Data:
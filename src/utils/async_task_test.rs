use std::sync::atomic::AtomicU32;
use std::sync::atomic::Ordering;
use std::sync::Arc;
use std::time::Duration;

use crate::utils::async_task::call_with_timeout;
use crate::utils::async_task::spawn_task;
use crate::Error;
use crate::StoreError;

#[tokio::test]
async fn call_with_timeout_returns_task_result() {
    let result = call_with_timeout(Duration::from_millis(100), async { Ok::<_, StoreError>(7) }).await;

    assert_eq!(result, Ok(7));
}

#[tokio::test]
async fn call_with_timeout_passes_through_store_errors() {
    let result = call_with_timeout(Duration::from_millis(100), async {
        Err::<u32, _>(StoreError::Unavailable("connection refused".to_string()))
    })
    .await;

    assert_eq!(
        result,
        Err(StoreError::Unavailable("connection refused".to_string()))
    );
}

#[tokio::test(start_paused = true)]
async fn call_with_timeout_maps_elapsed_deadline() {
    let result = call_with_timeout(Duration::from_millis(100), async {
        tokio::time::sleep(Duration::from_secs(5)).await;
        Ok::<u32, StoreError>(42)
    })
    .await;

    assert_eq!(result, Err(StoreError::Timeout(Duration::from_millis(100))));
}

#[tokio::test]
async fn spawn_task_runs_to_completion() {
    let counter = Arc::new(AtomicU32::new(0));
    let counter_clone = counter.clone();

    let handle = spawn_task("test_task", async move {
        counter_clone.fetch_add(1, Ordering::SeqCst);
        Ok(())
    });
    handle.await.unwrap();

    assert_eq!(counter.load(Ordering::SeqCst), 1);
}

#[tokio::test]
#[tracing_test::traced_test]
async fn spawn_task_logs_errors() {
    let handle = spawn_task("error_task", async move {
        Err(Error::StreamStopped(crate::ObjectKey::new("ns1", "s1")))
    });
    handle.await.unwrap();

    assert!(logs_contain("error_task"));
}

Task to complete: The answer should consist of the lines from the first line of the entries through the line with "async fn call_with_timeout_returns_task_result()", copied exactly.

Your solution:
filename src/utils/async_task_test.rs
use std::sync::atomic::AtomicU32;
use std::sync::atomic::Ordering;
use std::sync::Arc;
use std::time::Duration;

use crate::utils::async_task::call_with_timeout;
use crate::utils::async_task::spawn_task;
use crate::Error;
use crate::StoreError;

#[tokio::test]
async fn call_with_timeout_returns_task_result() {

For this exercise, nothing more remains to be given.